Elsevier

Pattern Recognition

Volume 43, Issue 8, August 2010, Pages 2763-2772
Pattern Recognition

Ensemble gene selection for cancer classification

https://doi.org/10.1016/j.patcog.2010.02.008Get rights and content

Abstract

Cancer diagnosis is an important emerging clinical application of microarray data. Its accurate prediction to the type or size of tumors relies on adopting powerful and reliable classification models, so as to patients can be provided with better treatment or response to therapy. However, the high dimensionality of microarray data may bring some disadvantages, such as over-fitting, poor performance and low efficiency, to traditional classification models. Thus, one of the challenging tasks in cancer diagnosis is how to identify salient expression genes from thousands of genes in microarray data that can directly contribute to the phenotype or symptom of disease. In this paper, we propose a new ensemble gene selection method (EGS) to choose multiple gene subsets for classification purpose, where the significant degree of gene is measured by conditional mutual information or its normalized form. After different gene subsets have been obtained by setting different starting points of the search procedure, they will be used to train multiple base classifiers and then aggregated into a consensus classifier by the manner of majority voting. The proposed method is compared with five popular gene selection methods on six public microarray datasets and the comparison results show that our method works well.

Introduction

Cancer classification, which can help to improve health care of patients and the quality of life of individuals, is essential for cancer diagnosis and drug discovery. An accurate prediction of cancer has great value in providing better treatment and response to therapy varying from different aspects [1]. However, traditional diagnostic methods are mainly based on the morphological and clinical appearance of cancer. They have limited contributions because cancers usually result from many environmental factors, and even the same tumor may have different symptoms under different conditions. Thus, it is necessary to inject systemic approaches into the problem of cancer diagnosis and prediction. From the bio-medical perspective, each kind of disease is associated with certain genes in tissues and the mutation of genes may give rise to the occurrence of certain diseases. Fortunately, the advent of DNA microarray technique, which allows simultaneously measure the expression levels of thousands of genes in a single experiment [2], makes the accurate prediction of cancer possible and easier. Since it is capable of comparing the gene expression levels in tissues under different conditions, the microarray technique may bring many advantages to cancer prediction and make the diagnosis result more objective, accurate and reliable. During past years, this method has drawn a great deal of attention from both biological and engineering fields [3], [4], [5].

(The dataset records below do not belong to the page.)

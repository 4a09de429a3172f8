//! Package index facade: cached lookups, search and resolution

use crate::cache::Cache;
use crate::config::{HepswConfig, IndexConfig};
use crate::models::{
    is_latest, DependencyEdge, Package, PackageStats, PackageVersion, ReverseDependency,
};
use crate::queries::{IndexSource, Queries};
use crate::resolver::{DependencyNode, DependencyResolver};
use crate::store::LocalReplica;
use crate::Result;
use std::sync::Arc;
use tracing::debug;

/// Entry point for reading the local package index
pub struct Index {
    queries: Arc<Queries>,
    resolver: DependencyResolver,
    packages: Option<Cache<Package>>,
    versions: Option<Cache<PackageVersion>>,
}

impl Index {
    /// Open the workspace's local replica
    pub fn open(config: &HepswConfig) -> Result<Self> {
        let replica = LocalReplica::open(&config.local_index_path())?;
        Ok(Self::new(Arc::new(replica), &config.index))
    }

    pub fn new(replica: Arc<LocalReplica>, config: &IndexConfig) -> Self {
        let queries = Arc::new(Queries::new(replica));
        let resolver = DependencyResolver::new(queries.clone());

        let (packages, versions) = if config.enable_cache {
            (
                Some(Cache::new(config.cache_ttl())),
                Some(Cache::new(config.cache_ttl())),
            )
        } else {
            (None, None)
        };

        Self {
            queries,
            resolver,
            packages,
            versions,
        }
    }

    pub fn queries(&self) -> &Queries {
        &self.queries
    }

    pub fn resolver(&self) -> &DependencyResolver {
        &self.resolver
    }

    /// Check that the local replica answers queries
    pub fn ping(&self) -> Result<()> {
        self.queries
            .replica()
            .with_conn(|conn| Ok(conn.query_row("SELECT 1", [], |_| Ok(()))?))
    }

    /// Package by name, cached under `pkg:<name>`
    pub fn get_package(&self, name: &str) -> Result<Package> {
        let key = format!("pkg:{}", name);
        if let Some(package) = self.packages.as_ref().and_then(|c| c.get(&key)) {
            debug!("Cache hit for {}", key);
            return Ok(package);
        }

        let package = self.queries.get_package_by_name(name)?;
        if let Some(cache) = &self.packages {
            cache.set(key, package.clone());
        }
        Ok(package)
    }

    /// Version of a package, cached under `ver:<name>:<version>`.
    /// `latest` or empty selects the newest available version.
    pub fn get_version(&self, name: &str, version: &str) -> Result<PackageVersion> {
        let key = format!("ver:{}:{}", name, version);
        if let Some(found) = self.versions.as_ref().and_then(|c| c.get(&key)) {
            debug!("Cache hit for {}", key);
            return Ok(found);
        }

        let package = self.get_package(name)?;
        let found = if is_latest(version) {
            self.queries.get_latest_version(package.id)?
        } else {
            self.queries.get_version(package.id, version)?
        };

        if let Some(cache) = &self.versions {
            cache.set(key, found.clone());
        }
        Ok(found)
    }

    pub fn get_latest_version(&self, name: &str) -> Result<PackageVersion> {
        self.get_version(name, "latest")
    }

    /// Every version of a package, newest first
    pub fn get_all_versions(&self, name: &str) -> Result<Vec<PackageVersion>> {
        let package = self.get_package(name)?;
        self.queries.get_versions_by_package(package.id)
    }

    /// Direct dependencies of a package version
    pub fn get_dependencies(&self, name: &str, version: &str) -> Result<Vec<DependencyEdge>> {
        let found = self.get_version(name, version)?;
        self.queries.get_dependencies(found.id)
    }

    pub fn get_reverse_dependencies(&self, name: &str) -> Result<Vec<ReverseDependency>> {
        self.queries.get_reverse_dependencies(name)
    }

    pub fn search_packages(&self, term: &str, exact: bool) -> Result<Vec<Package>> {
        self.queries.search_packages(term, exact)
    }

    pub fn list_packages(&self, limit: usize, offset: usize) -> Result<Vec<Package>> {
        self.queries.list_packages(limit, offset)
    }

    pub fn search_by_tags(&self, tags: &[&str]) -> Result<Vec<Package>> {
        self.queries.search_by_tags(tags)
    }

    pub fn get_package_stats(&self) -> Result<Vec<PackageStats>> {
        self.queries.get_package_stats()
    }

    pub fn resolve_dependency_tree(
        &self,
        name: &str,
        version: &str,
        include_optional: bool,
    ) -> Result<DependencyNode> {
        self.resolver
            .resolve_dependencies(name, version, include_optional)
    }

    /// Required transitive dependencies in first-visit order
    pub fn get_all_dependencies(&self, name: &str, version: &str) -> Result<Vec<String>> {
        self.resolver.get_all_dependencies(name, version)
    }

    pub fn check_circular_dependencies(
        &self,
        name: &str,
        version: &str,
    ) -> Result<Option<Vec<String>>> {
        self.resolver.check_circular_dependencies(name, version)
    }

    /// Drop every cached lookup
    pub fn clear_cache(&self) {
        if let Some(cache) = &self.packages {
            cache.clear();
        }
        if let Some(cache) = &self.versions {
            cache.clear();
        }
    }

    /// Number of cached lookups
    pub fn cache_size(&self) -> usize {
        self.packages.as_ref().map_or(0, Cache::size)
            + self.versions.as_ref().map_or(0, Cache::size)
    }
}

A microarray dataset (i.e., gene expression profile) is usually organized as a two-dimensional matrix M=(D,G) with n rows and m columns, where columns represent m genes (or features) G={g1,,gm} and each row in D={s1,,sn} is a sample represented by the m genes in different expression levels. Cancer classification or prediction refers to the process of constructing a model on the microarray dataset and then distinguishing one type of samples from other types with this induced model. Since the prediction results can help doctors to take proper treatment solution for patients, especially when the disease has been diagnosed at its early time, cancer prediction with microarray data is very important in clinical diagnosis and therapy. By now, many classification or prediction methods have been developed in machine learning community and many of them have been applied to cancer classification [3], [5]. However, a great challenge would be raised by the unique nature of microarray data when traditional learning algorithms have been used.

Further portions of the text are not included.